The no-paper check allowed mailer or maybe a mailer used for lead generation?  This is common in insurance and financial service categories as they know the lifetime value of a lead and initial activation as a lead is always easier than initial activation as a donor/buyer.

Kevin

 

 

5 responses to “Do People Actually Protect Themselves From Mail?”

  1. John Scott Foster says:

    I love this article. As an ex-ED when i was writing the annual appeal letter, i would agonize over every word/sentence/paragraph/image/font/underline/bold in the letter. ditto on the cover. as the person going to the mailbox, i would sort the mail into two categories – organizations i donated to last year (and then go online and donate and throw away all the bits and pieces in the mail and never read the letter) and the other pile, the ones i will not be donating to (even if they have great missions and are solving problems that need to be solved) and i throw them away without ever looking at anything beyond the name of the organization.

    • Kevin says:

      John, thanks for the feedback and sharing your “dual-life”, which I’m guessing fits for damn near all of us in this fundraising world. Agonizing over every word/sentence/image is 100% under our control. I’d wager the agonizing can often make things worse, not better and regardless, have incremental impact – good or bad.

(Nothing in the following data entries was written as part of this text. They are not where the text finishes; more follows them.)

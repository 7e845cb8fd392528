//! Screen - composes the player layer and the control overlay
//!
//! Supplies resources to the player, routes player callbacks into the overlay,
//! turns overlay intents into player operations and reacts to app lifecycle and
//! orientation signals. Everything the owning application needs to know comes
//! out as [`ScreenEvent`]s.

use crate::{
    config::ScreenConfig,
    engine::{EngineEvent, EngineSignals, MediaEngine},
    layer::{PlayerEvent, PlayerLayer, SeekCompletion},
    overlay::{ControlOverlay, OverlayAction, OverlayButton, OverlaySnapshot},
    timer::earliest,
    types::*,
    Error, Result,
};
use serde::{Deserialize, Serialize};
use tokio::time::Instant;
use tracing::{info, instrument, warn};

/// Events for the application owning the screen
#[derive(Debug, Clone, PartialEq, Serialize, Deserialize)]
#[serde(tag = "kind", rename_all = "snake_case")]
pub enum ScreenEvent {
    Player { event: PlayerEvent },
    OverlayChanged { overlay: OverlaySnapshot },
    PeriodSelected { index: usize, length_secs: f64 },
    Favourite,
    Closed,
    /// The session entered the error state; presentation is up to the owner
    Failed { code: String, message: String },
}

/// Input from the host application or the user
#[derive(Debug, Clone, PartialEq)]
pub enum ScreenInput {
    SetResource { resource: Resource, index: usize },
    SelectSource(usize),
    Seek(f64),
    Button(OverlayButton),
    Tap,
    Scrub(f64),
    SelectPeriod(usize),
    Orientation(Orientation),
    Lifecycle(AppLifecycle),
    Layout(Rect),
    Close,
}

pub struct Screen<E: MediaEngine> {
    config: ScreenConfig,
    layer: PlayerLayer<E>,
    overlay: ControlOverlay,
    resource: Option<Resource>,
    selected_index: usize,
    last_snapshot: Option<OverlaySnapshot>,
    outbox: Vec<ScreenEvent>,
    closed: bool,
}

impl<E: MediaEngine> Screen<E> {
    pub fn new(engine: E, config: ScreenConfig) -> Result<(Self, EngineSignals)> {
        config.validate()?;
        let (layer, signals) = PlayerLayer::new(engine, config.player.clone());
        let mut overlay = ControlOverlay::new(config.overlay.clone());
        overlay.sync_rate(layer.rate());

        let screen = Self {
            config,
            layer,
            overlay,
            resource: None,
            selected_index: 0,
            last_snapshot: None,
            outbox: Vec::new(),
            closed: false,
        };
        Ok((screen, signals))
    }

    pub fn layer(&self) -> &PlayerLayer<E> {
        &self.layer
    }

    pub fn overlay(&self) -> &ControlOverlay {
        &self.overlay
    }

    pub fn resource(&self) -> Option<&Resource> {
        self.resource.as_ref()
    }

    pub fn selected_index(&self) -> usize {
        self.selected_index
    }

    pub fn is_closed(&self) -> bool {
        self.closed
    }

    pub fn drain_events(&mut self) -> Vec<ScreenEvent> {
        std::mem::take(&mut self.outbox)
    }

    pub fn next_deadline(&self) -> Option<Instant> {
        if self.closed {
            return None;
        }
        earliest(self.layer.next_deadline(), self.overlay.next_deadline())
    }

    /// Show `resource` and load its source at `index`
    #[instrument(skip(self, resource, now), fields(name = resource.display_name()))]
    pub fn set_resource(&mut self, resource: Resource, index: usize, now: Instant) -> Result<()> {
        self.ensure_open()?;
        let source = resource.source(index)?.clone();

        info!(index, "Setting resource");
        self.overlay.prepare(&resource, index, now);
        self.resource = Some(resource);
        self.selected_index = index;
        self.layer.load_source(&source, now);
        if self.config.should_auto_play {
            self.layer.play(now);
        }
        self.route(now);
        Ok(())
    }

    /// Switch to another source of the current resource, keeping the position
    pub fn select_source(&mut self, index: usize, now: Instant) -> Result<()> {
        self.ensure_open()?;
        let resource = self.resource.clone().ok_or(Error::NoSession)?;
        let source = resource.source(index)?.clone();

        let position = self.layer.current_time().unwrap_or(0.0);
        let was_playing = self.layer.is_playing();
        info!(index, position, "Switching source");

        self.overlay.prepare(&resource, index, now);
        self.selected_index = index;
        self.layer.load_source(&source, now);
        if position > 0.0 {
            self.layer.seek(position, None, now);
        }
        if was_playing {
            self.layer.play(now);
        }
        self.route(now);
        Ok(())
    }

    pub fn play(&mut self, now: Instant) {
        if self.layer.state() == PlaybackState::PlayedToEnd {
            self.replay(now);
        } else {
            self.layer.play(now);
        }
        self.route(now);
    }

    pub fn pause(&mut self, now: Instant) {
        self.layer.pause();
        self.route(now);
    }

    pub fn seek(&mut self, to: f64, completion: Option<SeekCompletion>, now: Instant) {
        self.layer.seek(to, completion, now);
        self.route(now);
    }

    pub fn press(&mut self, button: OverlayButton, now: Instant) -> Result<()> {
        self.ensure_open()?;
        let action = self.overlay.press(button, now);
        self.apply(action, now)
    }

    pub fn tap(&mut self, now: Instant) {
        if self.closed {
            return;
        }
        self.overlay.tap(now);
        self.route(now);
    }

    pub fn scrub(&mut self, to: f64, now: Instant) -> Result<()> {
        self.ensure_open()?;
        let action = self.overlay.scrub(to, now);
        self.apply(action, now)
    }

    pub fn select_period(&mut self, index: usize, now: Instant) -> Result<()> {
        self.ensure_open()?;
        let action = self.overlay.select_period(index, now);
        self.apply(action, now)
    }

    /// Orientation only reflows the layout
    pub fn on_orientation(&mut self, orientation: Orientation, now: Instant) {
        if self.closed {
            return;
        }
        self.overlay.on_orientation(orientation);
        self.route(now);
    }

    pub fn on_lifecycle(&mut self, lifecycle: AppLifecycle, now: Instant) {
        match lifecycle {
            AppLifecycle::DidEnterBackground => {
                self.layer.pause();
                self.layer.enter_background();
            }
            AppLifecycle::WillEnterForeground => self.layer.enter_foreground(),
        }
        self.route(now);
    }

    pub fn layout(&mut self, bounds: Rect) {
        self.layer.layout(bounds);
    }

    pub fn handle_signal(&mut self, event: EngineEvent, now: Instant) {
        self.layer.handle_signal(event, now);
        self.route(now);
    }

    pub fn pump(&mut self, signals: &mut EngineSignals, now: Instant) -> usize {
        let handled = self.layer.pump(signals, now);
        self.route(now);
        handled
    }

    pub fn on_timer(&mut self, now: Instant) {
        self.layer.on_timer(now);
        self.overlay.on_timer(now);
        self.route(now);
    }

    pub fn handle_input(&mut self, input: ScreenInput, now: Instant) -> Result<()> {
        match input {
            ScreenInput::SetResource { resource, index } => self.set_resource(resource, index, now),
            ScreenInput::SelectSource(index) => self.select_source(index, now),
            ScreenInput::Seek(to) if !to.is_finite() => Err(Error::InvalidSeek(to)),
            ScreenInput::Seek(to) => {
                self.seek(to, None, now);
                Ok(())
            }
            ScreenInput::Button(button) => self.press(button, now),
            ScreenInput::Tap => {
                self.tap(now);
                Ok(())
            }
            ScreenInput::Scrub(to) => self.scrub(to, now),
            ScreenInput::SelectPeriod(index) => self.select_period(index, now),
            ScreenInput::Orientation(orientation) => {
                self.on_orientation(orientation, now);
                Ok(())
            }
            ScreenInput::Lifecycle(lifecycle) => {
                self.on_lifecycle(lifecycle, now);
                Ok(())
            }
            ScreenInput::Layout(bounds) => {
                self.layout(bounds);
                Ok(())
            }
            ScreenInput::Close => {
                self.close();
                Ok(())
            }
        }
    }

    /// Dispose the player and the overlay. Idempotent.
    pub fn close(&mut self) {
        if self.closed {
            return;
        }
        info!("Closing screen");
        self.layer.dispose();
        self.overlay.dispose();
        self.closed = true;
        self.outbox.push(ScreenEvent::Closed);
    }

    fn apply(&mut self, action: Option<OverlayAction>, now: Instant) -> Result<()> {
        let Some(action) = action else {
            self.route(now);
            return Ok(());
        };

        match action {
            OverlayAction::Play => self.play(now),
            OverlayAction::Pause => self.pause(now),
            OverlayAction::Close => self.close(),
            OverlayAction::Favourite => self.outbox.push(ScreenEvent::Favourite),
            OverlayAction::SetMuted { muted } => self.layer.set_muted(muted),
            OverlayAction::ChangeRate { rate } => self.layer.set_rate(rate)?,
            OverlayAction::Scrub { to } => self.layer.seek(to, None, now),
            OverlayAction::SelectPeriod { index, length_secs } => self
                .outbox
                .push(ScreenEvent::PeriodSelected { index, length_secs }),
        }
        self.route(now);
        Ok(())
    }

    /// Leave the played-to-end state by loading the current source again
    fn replay(&mut self, now: Instant) {
        let Some(source) = self
            .resource
            .as_ref()
            .and_then(|r| r.source(self.selected_index).ok())
            .cloned()
        else {
            return;
        };
        info!(locator = %source.locator, "Replaying");
        self.layer.load_source(&source, now);
        self.layer.play(now);
    }

    fn ensure_open(&self) -> Result<()> {
        if self.closed {
            Err(Error::Disposed)
        } else {
            Ok(())
        }
    }

    /// Feed player callbacks to the overlay and publish what changed
    fn route(&mut self, now: Instant) {
        for event in self.layer.drain_events() {
            match &event {
                PlayerEvent::StateChanged { state } => {
                    self.overlay.on_state(*state, now);
                    if *state == PlaybackState::Error {
                        let (code, message) = match self.layer.last_error() {
                            Some(err) => (err.error_code().to_string(), err.to_string()),
                            None => ("PLAYBACK".to_string(), "playback failed".to_string()),
                        };
                        warn!(%code, %message, "Playback failed");
                        self.outbox.push(ScreenEvent::Player { event: event.clone() });
                        self.outbox.push(ScreenEvent::Failed { code, message });
                        continue;
                    }
                }
                PlayerEvent::IsPlayingChanged { playing } => {
                    self.overlay.on_playing_changed(*playing, now)
                }
                PlayerEvent::PlayTimeChanged { current, total } => {
                    self.overlay.on_play_time(*current, *total)
                }
                PlayerEvent::LoadedTimeChanged { loaded, total } => {
                    self.overlay.on_loaded_time(*loaded, *total)
                }
                PlayerEvent::BufferingRetry { .. } => {}
            }
            self.outbox.push(ScreenEvent::Player { event });
        }

        let snapshot = self.overlay.snapshot();
        if self.last_snapshot.as_ref() != Some(&snapshot) {
            self.last_snapshot = Some(snapshot.clone());
            self.outbox.push(ScreenEvent::OverlayChanged { overlay: snapshot });
        }
    }
}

      The dynamic part with the other human where we have far less control is likely 10x (I made that multiple up) more important and fortunately, we don’t have zero control or influence. We just need to put in much more think time to understanding the donor or prospect’s mental and behavioral process and parse it into barriers and opportunities to let creative ideas start flowing here instead of the 5th word in the 18th sentence.

  2. Interesting food for thought. Thanks for sharing the data. Clearly, if you force people into a pattern that’s no longer part of their routine, you’re risking losing their gift entirely.

    • Kevin says:

      Hi Claire and thanks for commenting. Yes, agreed. I’d be focused on the 90% (appeal response) to 99% (acquisition) ‘failure’ rate of non-response with mail. That’s a big bucket of humans. Not all non-response is failure of course, some of it is brand-building equity that increases probability of response the next time. But, there’s an awful lot of people for whom the status quo on mail is delivering no response and no equity.

      For those people, these behavioral scripts and mental processing categories are both the problem and opportunity to try and break the rut.